La dinamica ricostruita dagli investigatori

La dinamica degli eventi, quale è stata ricostruita dai Carabinieri del comando di Treviso, prende le mosse da una serata apparentemente normale per la sedicenne, la quale, dopo avere consumato del cibo nel locale, avrebbe accettato dei drink offertile dagli indagati. È proprio l'assunzione di queste bevande, che contenevano alcolici, a rappresentare il preludio della tragedia: la giovane, infatti, sarebbe stata condotta nel seminterrato del kebab, dove, in stato di alterazione e senza possibilità di opporre una valida resistenza, avrebbe subito l'abuso da parte del gestore. L'episodio, rimasto inizialmente sommerso, è venuto alla luce solo in un secondo momento, quando il padre della ragazza ha sporto denuncia, dando il via all'inchiesta che ha permesso di far luce sull'accaduto.

Le indagini dei Carabinieri

L'attività investigativa, scaturita dalla querela presentata dal genitore, ha consentito di raccogliere gli elementi necessari per individuare i tre soggetti e per formulare le pesanti accuse a loro carico. I militari, ascoltando i testimoni e analizzando le varie versioni dei fatti, hanno rilevato delle contraddizioni significative nella posizione del più giovane degli indagati, il quale, fornendo un resoconto non veritiero, avrebbe cercato di proteggere il proprietario del locale.
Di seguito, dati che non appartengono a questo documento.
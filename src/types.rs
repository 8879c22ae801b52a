//! Core data model types.
//!
//! Every source is read into an in-memory [`Snapshot`]: an ordered list of rows whose cells are
//! [`Value`]s, described by a [`Schema`] (a list of typed [`Field`]s). The field types are
//! inferred from the values the source returned; they drive staging-table DDL and parameter
//! binding on the warehouse side.

use std::fmt;

/// Logical data type for a schema field.
#[derive(Debug, Clone, Copy, PartialEq, Eq)]
pub enum DataType {
    /// 64-bit signed integer.
    Int64,
    /// 64-bit floating point number.
    Float64,
    /// Boolean.
    Bool,
    /// UTF-8 string.
    Utf8,
}

impl DataType {
    /// The narrowest type able to hold both `self` and `other`.
    ///
    /// Integers widen to floats; any other mixture falls back to [`DataType::Utf8`].
    pub fn widen(self, other: DataType) -> DataType {
        match (self, other) {
            (a, b) if a == b => a,
            (DataType::Int64, DataType::Float64) | (DataType::Float64, DataType::Int64) => {
                DataType::Float64
            }
            _ => DataType::Utf8,
        }
    }
}

/// A single named, typed field in a [`Schema`].
#[derive(Debug, Clone, PartialEq, Eq)]
pub struct Field {
    /// Field/column name.
    pub name: String,
    /// Field data type.
    pub data_type: DataType,
}

impl Field {
    /// Create a new field.
    pub fn new(name: impl Into<String>, data_type: DataType) -> Self {
        Self {
            name: name.into(),
            data_type,
        }
    }
}

/// An ordered list of fields describing the shape of a [`Snapshot`].
#[derive(Debug, Clone, PartialEq, Eq, Default)]
pub struct Schema {
    /// Ordered list of fields.
    pub fields: Vec<Field>,
}

impl Schema {
    /// Create a new schema from fields.
    pub fn new(fields: Vec<Field>) -> Self {
        Self { fields }
    }

    /// Iterate field names in order.
    pub fn field_names(&self) -> impl Iterator<Item = &str> {
        self.fields.iter().map(|f| f.name.as_str())
    }

    /// Returns the index of a field by name, if present.
    pub fn index_of(&self, name: &str) -> Option<usize> {
        self.fields.iter().position(|f| f.name == name)
    }

    /// Whether a field with this name exists.
    pub fn contains(&self, name: &str) -> bool {
        self.index_of(name).is_some()
    }

    /// Number of fields.
    pub fn len(&self) -> usize {
        self.fields.len()
    }

    /// Whether the schema has no fields at all.
    pub fn is_empty(&self) -> bool {
        self.fields.is_empty()
    }
}

/// A single scalar cell value.
#[derive(Debug, Clone, PartialEq)]
pub enum Value {
    /// Missing/empty value.
    Null,
    /// 64-bit signed integer.
    Int64(i64),
    /// 64-bit float.
    Float64(f64),
    /// Boolean.
    Bool(bool),
    /// UTF-8 string.
    Utf8(String),
}

impl Value {
    /// Whether this is [`Value::Null`].
    pub fn is_null(&self) -> bool {
        matches!(self, Value::Null)
    }

    /// The data type carried by this value (`None` for nulls).
    pub fn data_type(&self) -> Option<DataType> {
        match self {
            Value::Null => None,
            Value::Int64(_) => Some(DataType::Int64),
            Value::Float64(_) => Some(DataType::Float64),
            Value::Bool(_) => Some(DataType::Bool),
            Value::Utf8(_) => Some(DataType::Utf8),
        }
    }

    /// Convert this value so it can be stored in a column of type `target`.
    ///
    /// Only the conversions produced by [`DataType::widen`] are needed: integers into float
    /// columns, and anything into text columns.
    pub fn coerce_to(&self, target: DataType) -> Value {
        match (self, target) {
            (Value::Null, _) => Value::Null,
            (Value::Int64(v), DataType::Float64) => Value::Float64(*v as f64),
            (Value::Utf8(_), DataType::Utf8) => self.clone(),
            (v, DataType::Utf8) => Value::Utf8(v.to_string()),
            (v, _) => v.clone(),
        }
    }

    /// A string that is equal for equal values and distinct across types.
    ///
    /// Used to detect duplicate reconciliation keys (floats are not `Hash`).
    pub fn key_repr(&self) -> String {
        match self {
            // -0.0 and 0.0 compare equal in SQL.
            Value::Float64(v) => format!("{:?}", Value::Float64(v + 0.0)),
            other => format!("{other:?}"),
        }
    }
}

impl fmt::Display for Value {
    fn fmt(&self, f: &mut fmt::Formatter<'_>) -> fmt::Result {
        match self {
            Value::Null => Ok(()),
            Value::Int64(v) => write!(f, "{v}"),
            Value::Float64(v) => write!(f, "{v}"),
            Value::Bool(v) => write!(f, "{v}"),
            Value::Utf8(v) => f.write_str(v),
        }
    }
}

impl From<&str> for Value {
    fn from(s: &str) -> Self {
        Value::Utf8(s.to_string())
    }
}

impl From<String> for Value {
    fn from(s: String) -> Self {
        Value::Utf8(s)
    }
}

impl From<i64> for Value {
    fn from(v: i64) -> Self {
        Value::Int64(v)
    }
}

impl From<f64> for Value {
    fn from(v: f64) -> Self {
        Value::Float64(v)
    }
}

impl From<bool> for Value {
    fn from(v: bool) -> Self {
        Value::Bool(v)
    }
}

impl<T: Into<Value>> From<Option<T>> for Value {
    fn from(v: Option<T>) -> Self {
        v.map(Into::into).unwrap_or(Value::Null)
    }
}

/// A full table read taken at one point in time.
///
/// Rows are stored as `Vec<Vec<Value>>` in the same order as the [`Schema`] fields. A snapshot
/// has no identity beyond the run that produced it.
#[derive(Debug, Clone, PartialEq, Default)]
pub struct Snapshot {
    /// Schema describing row shape.
    pub schema: Schema,
    /// Row-major value storage.
    pub rows: Vec<Vec<Value>>,
}

impl Snapshot {
    /// Create a snapshot from schema and rows.
    pub fn new(schema: Schema, rows: Vec<Vec<Value>>) -> Self {
        Self { schema, rows }
    }

    /// Create a snapshot from column names and rows, inferring each field's type.
    ///
    /// Short rows are padded with nulls; extra cells are dropped.
    pub fn from_rows(columns: Vec<String>, rows: Vec<Vec<Value>>) -> Self {
        let width = columns.len();
        let rows: Vec<Vec<Value>> = rows
            .into_iter()
            .map(|mut row| {
                row.resize(width, Value::Null);
                row
            })
            .collect();

        let fields = columns
            .into_iter()
            .enumerate()
            .map(|(idx, name)| Field::new(name, infer_column_type(&rows, idx)))
            .collect();

        Self {
            schema: Schema::new(fields),
            rows,
        }
    }

    /// Number of rows in the snapshot.
    pub fn row_count(&self) -> usize {
        self.rows.len()
    }

    /// Whether the snapshot holds zero rows.
    pub fn is_empty(&self) -> bool {
        self.rows.is_empty()
    }

    /// Column names in schema order.
    pub fn column_names(&self) -> Vec<&str> {
        self.schema.field_names().collect()
    }

    /// Cell at (`row`, `column`), if both exist.
    pub fn get(&self, row: usize, column: &str) -> Option<&Value> {
        let idx = self.schema.index_of(column)?;
        self.rows.get(row)?.get(idx)
    }

    /// New snapshot restricted to `columns` (in the given order). Unknown names are skipped.
    pub fn select(&self, columns: &[&str]) -> Snapshot {
        let idxs: Vec<usize> = columns
            .iter()
            .filter_map(|c| self.schema.index_of(c))
            .collect();
        let fields = idxs.iter().map(|&i| self.schema.fields[i].clone()).collect();
        let rows = self
            .rows
            .iter()
            .map(|row| idxs.iter().map(|&i| row[i].clone()).collect())
            .collect();
        Snapshot::new(Schema::new(fields), rows)
    }

    /// Replace empty strings and the literal `"null"` with [`Value::Null`], then re-infer types.
    pub fn nullify_blanks(&self) -> Snapshot {
        let rows = self
            .rows
            .iter()
            .map(|row| {
                row.iter()
                    .map(|v| match v {
                        Value::Utf8(s) if s.is_empty() || s == "null" => Value::Null,
                        other => other.clone(),
                    })
                    .collect()
            })
            .collect();
        Snapshot::from_rows(
            self.schema.field_names().map(str::to_string).collect(),
            rows,
        )
    }
}

/// Infer the type of column `idx`: the widening of all non-null values, `Utf8` when all null.
fn infer_column_type(rows: &[Vec<Value>], idx: usize) -> DataType {
    rows.iter()
        .filter_map(|row| row.get(idx).and_then(Value::data_type))
        .reduce(DataType::widen)
        .unwrap_or(DataType::Utf8)
}
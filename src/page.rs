//! Page readers: named field values for a page identifier.
//!
//! A [`PageReader`] turns a page id (brand, ticket, ...) into a map of named fields, or `None`
//! when the page carries no such information. Two readers are provided:
//!
//! - [`JsonApiReader`] fetches `{base}/{id}` from a JSON API and flattens the top-level object
//! - [`HtmlPageReader`] fetches an HTML page and reads labelled table cells
//!
//! The HTML extraction functions are pure and work on any document, so they can be used on
//! saved pages as well.

use std::collections::BTreeMap;
use std::sync::LazyLock;

use reqwest::StatusCode;
use reqwest::Url;
use reqwest::blocking::Client;
use scraper::{ElementRef, Html, Selector};

use crate::error::{PageError, PageResult};

/// Field name to value.
pub type PageFields = BTreeMap<String, String>;

/// Heading above the license tables of a ticket page.
pub const LICENSE_INFORMATION_HEADING: &str = "License Information";

/// Labels read off a provisioning ticket by [`HtmlPageReader::ticket`].
pub const TICKET_LABELS: [(&str, &str); 2] = [
    ("Data Center:", "datacenter"),
    ("Requested Brand ID:", "brandid"),
];

static TD: LazyLock<Selector> = LazyLock::new(|| selector("td"));
static TBODY: LazyLock<Selector> = LazyLock::new(|| selector("tbody"));
static ANY: LazyLock<Selector> = LazyLock::new(|| selector("*"));
static AUDIT_ROWS: LazyLock<Selector> = LazyLock::new(|| selector(".audit-log-table tr"));

fn selector(css: &str) -> Selector {
    Selector::parse(css).expect("static selector is valid")
}

/// Reads named fields off a page.
pub trait PageReader {
    /// Fields of `page_id`, or `None` when the page does not carry them.
    fn read_fields(&self, page_id: &str) -> PageResult<Option<PageFields>>;
}

/// Outcome of reading one page in [`read_all`].
#[derive(Debug)]
pub struct PageRead {
    pub page_id: String,
    pub result: PageResult<Option<PageFields>>,
}

/// Read every non-blank id in order. A failure on one page does not stop the others.
pub fn read_all<R, S>(reader: &R, page_ids: &[S]) -> Vec<PageRead>
where
    R: PageReader + ?Sized,
    S: AsRef<str>,
{
    let mut out = Vec::with_capacity(page_ids.len());
    for id in page_ids {
        let id = id.as_ref().trim();
        if id.is_empty() {
            continue;
        }
        let result = reader.read_fields(id);
        match &result {
            Ok(Some(fields)) => tracing::info!(page_id = id, fields = fields.len(), "read page"),
            Ok(None) => tracing::warn!(page_id = id, "no information found on page"),
            Err(e) => tracing::error!(page_id = id, error = %e, "page read failed"),
        }
        out.push(PageRead {
            page_id: id.to_string(),
            result,
        });
    }
    out
}

fn http_client() -> PageResult<Client> {
    Ok(Client::builder()
        .user_agent(concat!("tablesync/", env!("CARGO_PKG_VERSION")))
        .build()?)
}

/// GET `url`; `Ok(None)` on 404.
fn fetch_body(client: &Client, url: Url, token: Option<&str>) -> PageResult<Option<String>> {
    let mut request = client.get(url);
    if let Some(token) = token {
        request = request.bearer_auth(token);
    }
    let resp = request.send()?;
    match resp.status() {
        StatusCode::NOT_FOUND => Ok(None),
        status if status.is_success() => Ok(Some(resp.text()?)),
        status => Err(PageError::Http {
            status: status.as_u16(),
        }),
    }
}

/// Reads `{base}/{id}` from a JSON API.
#[derive(Debug, Clone)]
pub struct JsonApiReader {
    client: Client,
    base: Url,
    token: Option<String>,
}

impl JsonApiReader {
    /// Reader for `base_url`, optionally sending a bearer token.
    pub fn new(base_url: &str, token: Option<String>) -> PageResult<Self> {
        let base = Url::parse(base_url).map_err(|e| PageError::Malformed {
            message: format!("invalid base url '{base_url}': {e}"),
        })?;
        Ok(Self {
            client: http_client()?,
            base,
            token,
        })
    }

    fn url_for(&self, page_id: &str) -> PageResult<Url> {
        let mut url = self.base.clone();
        url.path_segments_mut()
            .map_err(|_| PageError::Malformed {
                message: format!("base url '{}' cannot carry a path", self.base),
            })?
            .pop_if_empty()
            .push(page_id);
        Ok(url)
    }
}

impl PageReader for JsonApiReader {
    fn read_fields(&self, page_id: &str) -> PageResult<Option<PageFields>> {
        let url = self.url_for(page_id)?;
        match fetch_body(&self.client, url, self.token.as_deref())? {
            Some(body) => flatten_json_object(&body).map(Some),
            None => Ok(None),
        }
    }
}

/// Flatten a JSON object into string fields.
///
/// Strings are kept as-is, nulls become empty strings, and everything else (numbers, booleans,
/// nested arrays and objects) is kept as JSON text.
pub fn flatten_json_object(body: &str) -> PageResult<PageFields> {
    let value: serde_json::Value =
        serde_json::from_str(body).map_err(|e| PageError::Malformed {
            message: e.to_string(),
        })?;
    let serde_json::Value::Object(map) = value else {
        return Err(PageError::Malformed {
            message: "expected a json object".to_string(),
        });
    };
    Ok(map
        .into_iter()
        .map(|(k, v)| {
            let text = match v {
                serde_json::Value::String(s) => s,
                serde_json::Value::Null => String::new(),
                other => other.to_string(),
            };
            (k, text)
        })
        .collect())
}

/// Reads labelled table cells off HTML pages.
#[derive(Debug, Clone)]
pub struct HtmlPageReader {
    client: Client,
    url_template: String,
    token: Option<String>,
    labels: Vec<(String, String)>,
}

impl HtmlPageReader {
    /// Reader for pages at `url_template` (`{id}` is replaced by the page id), extracting each
    /// `(label, field)` pair.
    pub fn new<L, F>(url_template: impl Into<String>, labels: &[(L, F)]) -> PageResult<Self>
    where
        L: AsRef<str>,
        F: AsRef<str>,
    {
        Ok(Self {
            client: http_client()?,
            url_template: url_template.into(),
            token: None,
            labels: labels
                .iter()
                .map(|(l, f)| (l.as_ref().to_string(), f.as_ref().to_string()))
                .collect(),
        })
    }

    /// Reader for provisioning tickets (data center and requested brand id).
    pub fn ticket(url_template: impl Into<String>) -> PageResult<Self> {
        Self::new(url_template, &TICKET_LABELS)
    }

    /// Send `token` as a bearer credential.
    pub fn with_token(mut self, token: impl Into<String>) -> Self {
        self.token = Some(token.into());
        self
    }

    fn url_for(&self, page_id: &str) -> PageResult<Url> {
        let raw = self.url_template.replace("{id}", page_id);
        Url::parse(&raw).map_err(|e| PageError::Malformed {
            message: format!("invalid page url '{raw}': {e}"),
        })
    }
}

impl PageReader for HtmlPageReader {
    fn read_fields(&self, page_id: &str) -> PageResult<Option<PageFields>> {
        let url = self.url_for(page_id)?;
        let Some(body) = fetch_body(&self.client, url, self.token.as_deref())? else {
            return Ok(None);
        };
        let html = Html::parse_document(&body);
        Ok(labelled_fields(&html, self.labels.as_slice()))
    }
}

/// Visible text of an element with whitespace runs collapsed.
fn element_text(el: ElementRef<'_>) -> String {
    el.text()
        .collect::<String>()
        .split_whitespace()
        .collect::<Vec<_>>()
        .join(" ")
}

/// For each `(label, field)`, the text of the cell following the `td` whose text is `label`.
///
/// Returns `None` unless every label is found.
pub fn labelled_fields<L, F>(html: &Html, labels: &[(L, F)]) -> Option<PageFields>
where
    L: AsRef<str>,
    F: AsRef<str>,
{
    let mut fields = PageFields::new();
    for (label, field) in labels {
        let value = html
            .select(&TD)
            .find(|td| element_text(*td) == label.as_ref().trim())
            .and_then(|td| {
                td.next_siblings()
                    .filter_map(ElementRef::wrap)
                    .find(|sib| sib.value().name() == "td")
            })
            .map(element_text)?;
        fields.insert(field.as_ref().to_string(), value);
    }
    Some(fields)
}

/// Key/value pairs of the tables under the "License Information" heading, one map per `tbody`.
///
/// Cells alternate key, value, key, value; a trailing key without value is dropped. A page
/// without the heading yields no tables.
pub fn label_value_pairs(html: &Html) -> Vec<PageFields> {
    let heading = html.select(&ANY).find(|el| {
        el.children()
            .filter_map(|c| c.value().as_text())
            .any(|t| t.trim() == LICENSE_INFORMATION_HEADING)
    });
    let Some(container) = heading
        .and_then(|h| h.parent())
        .and_then(ElementRef::wrap)
    else {
        return Vec::new();
    };

    container
        .select(&TBODY)
        .map(|tbody| {
            let cells: Vec<String> = tbody.select(&TD).map(element_text).collect();
            cells
                .chunks_exact(2)
                .map(|pair| (pair[0].clone(), pair[1].clone()))
                .collect()
        })
        .collect()
}

/// Text of every row of the `.audit-log-table` on a ticket page.
pub fn audit_log_rows(html: &Html) -> Vec<String> {
    html.select(&AUDIT_ROWS).map(element_text).collect()
}

#[cfg(test)]
mod tests {
    use super::*;

    #[test]
    fn flatten_keeps_strings_and_serializes_the_rest() {
        let fields =
            flatten_json_object(r#"{"brandId":"acme","tier":3,"active":true,"dc":null,"tags":["a"]}"#)
                .unwrap();
        assert_eq!(fields["brandId"], "acme");
        assert_eq!(fields["tier"], "3");
        assert_eq!(fields["active"], "true");
        assert_eq!(fields["dc"], "");
        assert_eq!(fields["tags"], r#"["a"]"#);
    }

    #[test]
    fn flatten_rejects_non_objects() {
        assert!(flatten_json_object("[1,2]").is_err());
        assert!(flatten_json_object("not json").is_err());
    }

    #[test]
    fn json_reader_appends_id_segment() {
        let reader = JsonApiReader::new("https://api.example.com/odo-api/brand/", None).unwrap();
        assert_eq!(
            reader.url_for("acme corp").unwrap().as_str(),
            "https://api.example.com/odo-api/brand/acme%20corp"
        );
    }
}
Questo tentativo di ostacolare l'azione della giustizia, unito alla ricostruzione dei movimenti di quella sera, ha costituito la base per le ipotesi di reato che vedono ora i tre pakistani chiamati a rispondere di fronte alla legge per un fatto che ha sconvolto non solo la vita della vittima, ma anche la tranquillità di un intero territorio.